# EXERCISE REQUIREMENTS
Copy each line from the listing below where the word "dest" shows up.

# MATERIAL SUPPLIED
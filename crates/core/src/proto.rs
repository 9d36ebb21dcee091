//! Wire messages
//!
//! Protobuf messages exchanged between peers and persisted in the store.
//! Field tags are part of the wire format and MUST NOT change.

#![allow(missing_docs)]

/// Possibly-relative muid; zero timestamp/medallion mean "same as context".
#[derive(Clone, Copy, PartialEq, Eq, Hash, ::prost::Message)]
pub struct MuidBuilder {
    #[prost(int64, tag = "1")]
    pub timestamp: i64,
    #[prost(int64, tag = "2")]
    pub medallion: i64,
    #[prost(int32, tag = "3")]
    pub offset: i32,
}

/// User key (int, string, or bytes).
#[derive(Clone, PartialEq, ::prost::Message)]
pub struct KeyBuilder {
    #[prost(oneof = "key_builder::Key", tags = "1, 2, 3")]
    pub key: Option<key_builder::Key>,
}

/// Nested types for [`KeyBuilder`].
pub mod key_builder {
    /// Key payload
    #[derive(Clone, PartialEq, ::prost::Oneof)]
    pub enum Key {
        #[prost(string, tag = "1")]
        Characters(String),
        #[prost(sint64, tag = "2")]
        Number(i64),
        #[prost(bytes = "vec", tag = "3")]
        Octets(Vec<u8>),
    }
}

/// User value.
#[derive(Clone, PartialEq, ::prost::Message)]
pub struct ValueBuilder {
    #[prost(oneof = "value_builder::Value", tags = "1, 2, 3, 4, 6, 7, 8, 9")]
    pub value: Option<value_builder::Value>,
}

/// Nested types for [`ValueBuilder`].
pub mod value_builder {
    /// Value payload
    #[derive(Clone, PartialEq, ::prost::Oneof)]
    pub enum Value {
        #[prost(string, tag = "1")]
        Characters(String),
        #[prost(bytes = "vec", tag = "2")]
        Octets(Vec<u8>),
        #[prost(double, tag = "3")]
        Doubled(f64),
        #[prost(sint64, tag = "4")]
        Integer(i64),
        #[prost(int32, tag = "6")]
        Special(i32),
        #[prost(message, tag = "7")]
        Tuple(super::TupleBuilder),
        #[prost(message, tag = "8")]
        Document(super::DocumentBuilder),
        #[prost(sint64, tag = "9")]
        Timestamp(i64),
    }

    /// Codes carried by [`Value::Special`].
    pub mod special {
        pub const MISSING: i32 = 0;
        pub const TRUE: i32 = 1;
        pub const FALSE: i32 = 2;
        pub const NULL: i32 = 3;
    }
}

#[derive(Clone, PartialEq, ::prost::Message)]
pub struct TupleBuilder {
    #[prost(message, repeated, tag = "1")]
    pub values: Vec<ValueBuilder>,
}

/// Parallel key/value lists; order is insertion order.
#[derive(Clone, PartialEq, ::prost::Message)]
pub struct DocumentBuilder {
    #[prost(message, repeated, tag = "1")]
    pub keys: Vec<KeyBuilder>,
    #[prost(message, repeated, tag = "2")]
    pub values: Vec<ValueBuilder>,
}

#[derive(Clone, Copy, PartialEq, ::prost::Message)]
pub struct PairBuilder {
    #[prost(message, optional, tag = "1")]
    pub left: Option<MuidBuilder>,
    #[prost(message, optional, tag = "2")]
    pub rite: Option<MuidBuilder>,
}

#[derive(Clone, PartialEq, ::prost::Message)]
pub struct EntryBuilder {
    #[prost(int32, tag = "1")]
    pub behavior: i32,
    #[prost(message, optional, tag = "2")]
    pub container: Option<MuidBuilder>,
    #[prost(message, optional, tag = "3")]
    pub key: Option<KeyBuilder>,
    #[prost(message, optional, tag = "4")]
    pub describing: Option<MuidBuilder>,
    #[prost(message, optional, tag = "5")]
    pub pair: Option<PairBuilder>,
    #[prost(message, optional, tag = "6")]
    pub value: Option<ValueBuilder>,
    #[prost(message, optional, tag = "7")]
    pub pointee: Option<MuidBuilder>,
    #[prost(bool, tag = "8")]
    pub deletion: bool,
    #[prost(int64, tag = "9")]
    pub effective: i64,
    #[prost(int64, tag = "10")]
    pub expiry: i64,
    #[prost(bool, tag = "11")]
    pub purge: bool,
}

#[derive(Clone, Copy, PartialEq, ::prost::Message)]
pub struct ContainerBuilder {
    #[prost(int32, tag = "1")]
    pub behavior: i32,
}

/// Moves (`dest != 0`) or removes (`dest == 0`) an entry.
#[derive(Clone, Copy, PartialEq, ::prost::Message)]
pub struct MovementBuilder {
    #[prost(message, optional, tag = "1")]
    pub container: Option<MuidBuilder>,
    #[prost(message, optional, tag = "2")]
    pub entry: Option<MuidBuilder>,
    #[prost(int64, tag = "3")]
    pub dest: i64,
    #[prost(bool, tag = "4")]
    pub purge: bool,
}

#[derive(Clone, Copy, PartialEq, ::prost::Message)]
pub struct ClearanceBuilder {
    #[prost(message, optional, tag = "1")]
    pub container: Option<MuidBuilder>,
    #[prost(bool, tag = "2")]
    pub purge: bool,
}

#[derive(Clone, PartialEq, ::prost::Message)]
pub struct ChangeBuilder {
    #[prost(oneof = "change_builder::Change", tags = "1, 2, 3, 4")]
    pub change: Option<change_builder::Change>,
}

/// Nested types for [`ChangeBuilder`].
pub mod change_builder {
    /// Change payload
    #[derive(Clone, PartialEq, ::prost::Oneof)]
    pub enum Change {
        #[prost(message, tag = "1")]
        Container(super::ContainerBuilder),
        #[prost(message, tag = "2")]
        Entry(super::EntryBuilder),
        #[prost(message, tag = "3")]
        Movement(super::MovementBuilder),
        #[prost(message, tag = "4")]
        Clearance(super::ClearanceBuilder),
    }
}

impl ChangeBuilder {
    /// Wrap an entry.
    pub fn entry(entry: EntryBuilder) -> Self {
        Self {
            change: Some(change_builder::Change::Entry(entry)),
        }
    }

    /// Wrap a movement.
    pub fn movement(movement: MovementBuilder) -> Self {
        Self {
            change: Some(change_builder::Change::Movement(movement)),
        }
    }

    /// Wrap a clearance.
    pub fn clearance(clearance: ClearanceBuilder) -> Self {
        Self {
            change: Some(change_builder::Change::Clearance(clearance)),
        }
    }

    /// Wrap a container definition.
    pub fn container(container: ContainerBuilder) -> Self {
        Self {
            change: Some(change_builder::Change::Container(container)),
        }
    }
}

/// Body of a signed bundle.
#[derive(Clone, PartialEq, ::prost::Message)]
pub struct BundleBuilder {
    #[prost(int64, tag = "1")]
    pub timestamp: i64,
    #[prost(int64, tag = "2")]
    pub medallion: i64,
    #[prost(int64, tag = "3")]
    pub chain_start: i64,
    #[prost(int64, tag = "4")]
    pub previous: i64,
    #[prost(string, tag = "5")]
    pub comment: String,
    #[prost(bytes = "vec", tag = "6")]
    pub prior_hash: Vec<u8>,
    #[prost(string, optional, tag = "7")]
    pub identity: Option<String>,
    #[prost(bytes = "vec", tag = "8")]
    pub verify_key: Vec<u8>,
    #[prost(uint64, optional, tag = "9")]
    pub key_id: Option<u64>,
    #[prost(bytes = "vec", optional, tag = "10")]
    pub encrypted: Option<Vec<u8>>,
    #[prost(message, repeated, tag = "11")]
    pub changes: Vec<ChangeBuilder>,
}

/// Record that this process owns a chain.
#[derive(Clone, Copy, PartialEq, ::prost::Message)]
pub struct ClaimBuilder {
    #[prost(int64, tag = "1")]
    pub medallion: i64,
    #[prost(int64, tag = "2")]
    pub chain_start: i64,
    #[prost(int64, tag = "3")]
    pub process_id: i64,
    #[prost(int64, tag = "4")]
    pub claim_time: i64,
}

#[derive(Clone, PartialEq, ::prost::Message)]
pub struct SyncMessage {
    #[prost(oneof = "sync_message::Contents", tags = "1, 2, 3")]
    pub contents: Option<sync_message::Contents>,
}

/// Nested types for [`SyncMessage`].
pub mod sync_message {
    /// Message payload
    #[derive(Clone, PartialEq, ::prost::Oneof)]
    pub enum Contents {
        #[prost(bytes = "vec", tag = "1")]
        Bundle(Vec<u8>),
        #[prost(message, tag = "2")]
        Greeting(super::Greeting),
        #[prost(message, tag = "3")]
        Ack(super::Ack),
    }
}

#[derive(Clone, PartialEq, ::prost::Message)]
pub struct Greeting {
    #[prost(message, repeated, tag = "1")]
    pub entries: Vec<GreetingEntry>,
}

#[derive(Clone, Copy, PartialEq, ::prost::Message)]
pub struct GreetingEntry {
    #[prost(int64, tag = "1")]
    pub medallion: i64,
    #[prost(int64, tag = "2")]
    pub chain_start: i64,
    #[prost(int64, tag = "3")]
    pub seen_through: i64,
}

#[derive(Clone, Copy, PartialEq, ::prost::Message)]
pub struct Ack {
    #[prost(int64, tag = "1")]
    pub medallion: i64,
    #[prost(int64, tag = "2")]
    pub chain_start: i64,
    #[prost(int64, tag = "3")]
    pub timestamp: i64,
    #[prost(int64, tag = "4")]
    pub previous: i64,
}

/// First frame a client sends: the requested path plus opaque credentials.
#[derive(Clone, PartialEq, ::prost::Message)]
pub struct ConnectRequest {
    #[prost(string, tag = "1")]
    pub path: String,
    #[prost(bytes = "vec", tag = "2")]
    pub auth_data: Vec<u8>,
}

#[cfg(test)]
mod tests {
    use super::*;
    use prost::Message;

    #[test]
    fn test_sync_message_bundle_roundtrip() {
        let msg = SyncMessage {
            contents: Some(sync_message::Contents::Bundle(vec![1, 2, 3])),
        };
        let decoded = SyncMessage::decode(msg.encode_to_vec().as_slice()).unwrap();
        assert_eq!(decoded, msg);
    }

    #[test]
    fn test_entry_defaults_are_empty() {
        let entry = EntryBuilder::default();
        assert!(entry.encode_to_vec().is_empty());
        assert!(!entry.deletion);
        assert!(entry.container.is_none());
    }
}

# RESULT BELOW
/// Moves (`dest != 0`) or removes (`dest == 0`) an entry.
    pub dest: i64,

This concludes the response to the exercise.